Determination of Paraneoplastic neuropathy in newly diagnosed breast tumor patients

Sayman Ceyhun a,, Tireli Hülya a, Tuzun Erdem b, Günay Gürleyik Meryem c, Vardar Aker Fügen d
PMCID: PMC7494455  PMID: 32984562

Abstract

Objective

The presence of paraneoplastic neuropathy in newly diagnosed breast tumor patients will be investigated. Aim of study is conduce of early diagnosis of the disease and new biomarkers responsible for the pathogenesis to be identify.

Materials and Methods

Thirty-two patients admitted to the Oncology outpatient clinic with newly diagnosed breast cancer were included in the study. After the neurological examination of the patients, Lanss neuropathic pain scale and blood tests were performed. Before chemotherapy all patients underwent electromyography (EMG). Two tubes of 5 cc of venous blood were obtained by screening onconeuronal antibodies.

Results

Patients included in the study; 1 (3.1%) grade 1, 14 (43.8%) grade 2, 17 (53.1%) grade 3 invasive breast cancer was diagnosed. Perineural invasion was detected in 5 (15.6%) patients. Progesterone receptor positivity was found in 26 (81.2%) patients and estrogen receptor positivity was found in 27 (84.4%) patients. In 7 (21.9%) patients, CERBB2 was positive for Ki 67 in 25 (78.1%) patients. Neuropathic findings were present in 6 (18.8%) patients. Sensory neuropathy was detected by electrophsiologic tests in only 2 (6.2%) patients. A total of 12 (37.5%) patients had onconeuroneal antibody positivity. Antibody positivity was significantly higher in patients with high grade tumor (p = 0.008).

Conclusion

Paraneoplastic neuropathies can be confused with neuropathies due to non-cancerous causes both clinically and electrophysiologically. When approaching paraneoplastic neuropathies, pathological findings should be carefully reviewed and evaluated with other findigs.

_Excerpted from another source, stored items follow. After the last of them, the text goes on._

//! Persisted student state
//!
//! Holds the per-student record the chat engine observes at run start
//! (mode, help usage, current quest) and the trait observations used in
//! progress reports. Mode transitions happen here, driven by telemetry,
//! never inside a chat run.

mod schema;

pub use schema::*;

use crate::engine::Mode;
use chrono::{DateTime, Utc};
use rusqlite::{params, Connection, OptionalExtension};
use std::path::Path;
use std::sync::{Arc, Mutex};
use thiserror::Error;

#[derive(Error, Debug)]
pub enum DbError {
    #[error("Database error: {0}")]
    Sqlite(#[from] rusqlite::Error),
}

pub type DbResult<T> = Result<T, DbError>;

/// Thread-safe database handle
#[derive(Clone)]
pub struct Database {
    conn: Arc<Mutex<Connection>>,
}

impl Database {
    /// Open or create database at the given path
    pub fn open<P: AsRef<Path>>(path: P) -> DbResult<Self> {
        let conn = Connection::open(path)?;
        let db = Self {
            conn: Arc::new(Mutex::new(conn)),
        };
        db.run_migrations()?;
        Ok(db)
    }

    /// Open an in-memory database (for testing)
    pub fn open_in_memory() -> DbResult<Self> {
        let conn = Connection::open_in_memory()?;
        let db = Self {
            conn: Arc::new(Mutex::new(conn)),
        };
        db.run_migrations()?;
        Ok(db)
    }

    fn run_migrations(&self) -> DbResult<()> {
        let conn = self.conn.lock().unwrap();
        conn.execute_batch(SCHEMA)?;
        Ok(())
    }

    // ==================== Student State Operations ====================

    /// Fetch the persisted state for a student, if any
    pub fn get_student_state(&self, student_did: &str) -> DbResult<Option<StudentState>> {
        let conn = self.conn.lock().unwrap();
        let row = conn
            .query_row(
                "SELECT student_did, mode, help_click_count, last_help_at, current_quest
                 FROM student_state WHERE student_did = ?1",
                params![student_did],
                map_student_state,
            )
            .optional()?;
        Ok(row)
    }

    /// Record one help click. At `HELP_ABUSE_THRESHOLD` clicks the student
    /// is switched to TEACHER mode; the returned state reflects the switch.
    pub fn record_help_click(&self, student_did: &str) -> DbResult<StudentState> {
        let now = Utc::now().to_rfc3339();
        {
            let conn = self.conn.lock().unwrap();
            conn.execute(
                "INSERT INTO student_state (student_did, help_click_count, last_help_at, created_at, updated_at)
                 VALUES (?1, 1, ?2, ?2, ?2)
                 ON CONFLICT(student_did) DO UPDATE SET
                     help_click_count = help_click_count + 1,
                     last_help_at = excluded.last_help_at,
                     updated_at = excluded.updated_at",
                params![student_did, now],
            )?;
        }

        let mut state = self
            .get_student_state(student_did)?
            .ok_or(rusqlite::Error::QueryReturnedNoRows)
            .map_err(DbError::Sqlite)?;

        if state.help_click_count >= HELP_ABUSE_THRESHOLD && state.mode != Mode::Teacher {
            let conn = self.conn.lock().unwrap();
            conn.execute(
                "UPDATE student_state SET mode = ?1, updated_at = ?2 WHERE student_did = ?3",
                params![Mode::Teacher.as_str(), now, student_did],
            )?;
            state.mode = Mode::Teacher;
            tracing::info!(
                student_did,
                help_clicks = state.help_click_count,
                "student switched to TEACHER mode after repeated help requests"
            );
        }

        Ok(state)
    }

    /// Record the student's current location in the app
    pub fn set_current_quest(&self, student_did: &str, path: &str) -> DbResult<()> {
        let now = Utc::now().to_rfc3339();
        let conn = self.conn.lock().unwrap();
        conn.execute(
            "INSERT INTO student_state (student_did, current_quest, created_at, updated_at)
             VALUES (?1, ?2, ?3, ?3)
             ON CONFLICT(student_did) DO UPDATE SET
                 current_quest = excluded.current_quest,
                 updated_at = excluded.updated_at",
            params![student_did, path, now],
        )?;
        Ok(())
    }

    // ==================== Trait Operations ====================

    /// All recorded traits for a student, name-ordered
    pub fn list_traits(&self, student_did: &str) -> DbResult<Vec<TraitRecord>> {
        let conn = self.conn.lock().unwrap();
        let mut stmt = conn.prepare(
            "SELECT name, value, evidence FROM traits WHERE student_did = ?1 ORDER BY name",
        )?;
        let rows = stmt
            .query_map(params![student_did], |row| {
                Ok(TraitRecord {
                    name: row.get(0)?,
                    value: row.get(1)?,
                    evidence: row.get(2)?,
                })
            })?
            .collect::<Result<Vec<_>, _>>()?;
        Ok(rows)
    }

    /// Insert or update one trait observation
    #[allow(dead_code)] // Useful for tests; trait ingestion has no inbound route here
    pub fn upsert_trait(
        &self,
        student_did: &str,
        name: &str,
        value: f64,
        evidence: Option<&str>,
    ) -> DbResult<()> {
        let now = Utc::now().to_rfc3339();
        let conn = self.conn.lock().unwrap();
        conn.execute(
            "INSERT INTO traits (student_did, name, value, evidence, updated_at)
             VALUES (?1, ?2, ?3, ?4, ?5)
             ON CONFLICT(student_did, name) DO UPDATE SET
                 value = excluded.value,
                 evidence = excluded.evidence,
                 updated_at = excluded.updated_at",
            params![student_did, name, value, evidence, now],
        )?;
        Ok(())
    }
}

fn map_student_state(row: &rusqlite::Row<'_>) -> rusqlite::Result<StudentState> {
    let mode_text: String = row.get(1)?;
    let last_help_at: Option<String> = row.get(3)?;
    Ok(StudentState {
        student_did: row.get(0)?,
        mode: Mode::parse(&mode_text).unwrap_or_default(),
        help_click_count: row.get(2)?,
        last_help_at: last_help_at
            .and_then(|v| DateTime::parse_from_rfc3339(&v).ok())
            .map(|d| d.with_timezone(&Utc)),
        current_quest: row.get(4)?,
    })
}

#[cfg(test)]
mod tests {
    use super::*;

    #[test]
    fn missing_student_yields_none() {
        let db = Database::open_in_memory().unwrap();
        assert!(db.get_student_state("did:ghost").unwrap().is_none());
    }

    #[test]
    fn help_clicks_accumulate_and_flip_mode_at_threshold() {
        let db = Database::open_in_memory().unwrap();
        for expected in 1..HELP_ABUSE_THRESHOLD {
            let state = db.record_help_click("did:1").unwrap();
            assert_eq!(state.help_click_count, expected);
            assert_eq!(state.mode, Mode::Assistant);
        }

        let state = db.record_help_click("did:1").unwrap();
        assert_eq!(state.help_click_count, HELP_ABUSE_THRESHOLD);
        assert_eq!(state.mode, Mode::Teacher);

        // The flip persists for subsequent reads
        let persisted = db.get_student_state("did:1").unwrap().unwrap();
        assert_eq!(persisted.mode, Mode::Teacher);
        assert!(persisted.last_help_at.is_some());
    }

    #[test]
    fn current_quest_upserts_for_new_and_known_students() {
        let db = Database::open_in_memory().unwrap();
        db.set_current_quest("did:1", "/quests/1").unwrap();
        db.set_current_quest("did:1", "/quests/2").unwrap();
        let state = db.get_student_state("did:1").unwrap().unwrap();
        assert_eq!(state.current_quest.as_deref(), Some("/quests/2"));
        assert_eq!(state.help_click_count, 0);
    }

    #[test]
    fn traits_round_trip_and_update_in_place() {
        let db = Database::open_in_memory().unwrap();
        db.upsert_trait("did:1", "persistence", 0.4, Some("retried a hard task"))
            .unwrap();
        db.upsert_trait("did:1", "persistence", 0.6, Some("retried again"))
            .unwrap();
        db.upsert_trait("did:1", "curiosity", 0.8, None).unwrap();

        let traits = db.list_traits("did:1").unwrap();
        assert_eq!(traits.len(), 2);
        assert_eq!(traits[0].name, "curiosity");
        assert!((traits[1].value - 0.6).abs() < f64::EPSILON);
    }

    #[test]
    fn open_creates_database_on_disk() {
        let dir = tempfile::tempdir().unwrap();
        let path = dir.path().join("tutor.db");
        let db = Database::open(&path).unwrap();
        db.set_current_quest("did:1", "/quests/1").unwrap();
        assert!(path.exists());
    }
}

It should be remembered that an underlying breast tumor may be present in women with cancer-related neuropathic complaints.

Keywords: Breast tumor, Onconeuroneal antibody, Paraneoplastic neuropathy

Highlights

  • Frequency of onconeuronal antibodies is so high in breast tumor.

  • The presence of onconeural antibodies is a guide for paraneoplastic syndromes.

  • Tumor grade has a positive correlation with onconeural antibodies antibodies.

  • Mostly CV2 and Hu antibodies are responsible for cancer-related neuropaties.

1. Introduction

Paraneoplastic neurological syndromes (PNS) are rare neurological conditions in patients with cancer, which may affect one or more parts of the nervous system, independent of the local or direct effect of the underlying malignancy. PNS cannot be explained by the underlying cancer-related metastasis, opportunistic infections and side effects of cancer treatment and is believed to be mostly triggered by autoimmune mechanisms [[1], [2], [3], [4]].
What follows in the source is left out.